William King was born on February 9, 1768, in Scarboro, Maine, then still part of Massachusetts. His formal education was limited, ending at the age of 13. An enterprising nature compensated for his lack of schooling. Beginning work in a Topsham sawmill, he became the largest ship owner in Maine and a successful merchant. King also owned extensive real estate, was a principal owner of Maine's first cotton mill in Brunswick, and was a founder and president of Bath's first bank.

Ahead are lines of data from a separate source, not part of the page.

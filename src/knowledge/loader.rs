//! Knowledge document loading
//!
//! A document is a `---` delimited metadata block of `key: value` lines
//! followed by a Markdown body split into sections at `#`..`####` headings.

use super::{KnowledgeDocument, KnowledgeError, KnowledgeMetadata, KnowledgeSection, DEFAULT_FRESHNESS_DAYS};
use regex::Regex;
use std::path::Path;
use std::sync::OnceLock;
use walkdir::WalkDir;

fn metadata_block() -> &'static Regex {
    static RE: OnceLock<Regex> = OnceLock::new();
    RE.get_or_init(|| {
        Regex::new(r"(?s)\A---\r?\n(.*?)\r?\n---(?:\r?\n(.*))?\z").expect("valid metadata regex")
    })
}

fn heading_line() -> &'static Regex {
    static RE: OnceLock<Regex> = OnceLock::new();
    RE.get_or_init(|| Regex::new(r"^(#{1,4})\s+(.+)").expect("valid heading regex"))
}

/// Load every `.md` file directly inside `dir`, in file-name order.
///
/// A missing directory yields no documents. Files that fail to load are
/// skipped with a warning.
pub fn load_dir(dir: &Path) -> Vec<KnowledgeDocument> {
    if !dir.is_dir() {
        tracing::debug!(dir = %dir.display(), "Knowledge directory not found");
        return Vec::new();
    }

    let mut documents = Vec::new();
    for entry in WalkDir::new(dir)
        .min_depth(1)
        .max_depth(1)
        .sort_by_file_name()
        .into_iter()
        .filter_map(|e| e.ok())
    {
        let path = entry.path();
        if !entry.file_type().is_file() || path.extension().and_then(|e| e.to_str()) != Some("md") {
            continue;
        }

        match load_file(path) {
            Ok(doc) => documents.push(doc),
            Err(e) => {
                tracing::warn!(path = %path.display(), error = %e, "Skipping knowledge file");
            }
        }
    }

    documents
}

/// Load and parse a single document
pub fn load_file(path: &Path) -> Result<KnowledgeDocument, KnowledgeError> {
    let raw = std::fs::read_to_string(path)?;
    let stem = path
        .file_stem()
        .and_then(|s| s.to_str())
        .unwrap_or_default();

    let mut doc = parse_document(&raw, stem)
        .ok_or_else(|| KnowledgeError::MissingMetadata(path.display().to_string()))?;
    doc.file_path = path.to_path_buf();
    Ok(doc)
}

/// Parse document text. `fallback_id` is used when the metadata has no `id`.
/// Returns `None` when there is no metadata block.
pub fn parse_document(raw: &str, fallback_id: &str) -> Option<KnowledgeDocument> {
    let captures = metadata_block().captures(raw)?;
    let block = captures.get(1).map_or("", |m| m.as_str());
    let body = captures.get(2).map_or("", |m| m.as_str());

    let mut metadata = parse_metadata(block);
    if metadata.id.is_empty() {
        metadata.id = fallback_id.to_string();
    }

    Some(KnowledgeDocument {
        metadata,
        sections: parse_sections(body),
        raw_content: body.to_string(),
        file_path: Default::default(),
    })
}

fn strip_quotes(value: &str) -> &str {
    let value = value.strip_prefix(['"', '\'']).unwrap_or(value);
    value.strip_suffix(['"', '\'']).unwrap_or(value)
}

fn parse_list(value: &str) -> Vec<String> {
    value
        .trim_start_matches('[')
        .trim_end_matches(']')
        .split(',')
        .map(|item| strip_quotes(item.trim()).trim().to_string())
        .filter(|item| !item.is_empty())
        .collect()
}

fn parse_metadata(block: &str) -> KnowledgeMetadata {
    let mut metadata = KnowledgeMetadata::default();

    for line in block.lines() {
        let Some((key, value)) = line.split_once(':') else {
            continue;
        };
        let value = value.trim();

        match key.trim() {
            "tags" => metadata.tags = parse_list(value),
            key => {
                let value = strip_quotes(value).to_string();
                match key {
                    "id" => metadata.id = value,
                    "title" => metadata.title = value,
                    "category" => metadata.category = value,
                    "version_min" | "mc_version_min" => metadata.version_min = value,
                    "version_max" | "mc_version_max" => metadata.version_max = value,
                    "created_at" => metadata.created_at = value,
                    "updated_at" => metadata.updated_at = value,
                    "source" => metadata.source = value,
                    "source_verified_at" => metadata.source_verified_at = value,
                    "freshness_days" => {
                        metadata.freshness_days = value.parse().unwrap_or(DEFAULT_FRESHNESS_DAYS)
                    }
                    _ => {}
                }
            }
        }
    }

    metadata
}

fn parse_sections(body: &str) -> Vec<KnowledgeSection> {
    let mut sections = Vec::new();
    let mut heading = String::new();
    let mut level = 0u8;
    let mut content: Vec<&str> = Vec::new();

    let mut flush = |heading: &str, level: u8, content: &[&str]| {
        let text = content.join("\n").trim().to_string();
        // Whitespace-only preamble is not a section
        if !heading.is_empty() || !text.is_empty() {
            sections.push(KnowledgeSection {
                heading: heading.to_string(),
                level,
                content: text,
            });
        }
    };

    for line in body.split('\n') {
        match heading_line().captures(line) {
            Some(caps) => {
                flush(&heading, level, &content);
                level = caps[1].len() as u8;
                heading = caps[2].trim().to_string();
                content.clear();
            }
            None => content.push(line),
        }
    }
    flush(&heading, level, &content);

    sections
}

Active in local politics beginning in 1795, he served in Massachusetts General Court, representing Topsham in 1795 and 1799 and Bath in 1804. He served twice as state senator for Lincoln County, from 1807 to 1811 and 1818 to 1819. During the War of 1812 he served as major general in the militia and provided recruiting assistance as a colonel in the United States Army. As a major shipper, he directed much of his attention to protecting the coastal and marine trade. In 1813, King began the effort for which he is best remembered. Residents of Maine had suffered hardships during the war and petitioned Massachusetts for separation. King worked for seven years and statehood for Maine was granted in 1820.
Elected its first governor, King served until 1821, when he was appointed commissioner to work on the treaty with Spain, a post he held for three years. Even though King was a poorly educated man, he was a trustee of Waterville (now Colby) College, and trustee and overseer of Bowdoin College. King died on June 17, 1852.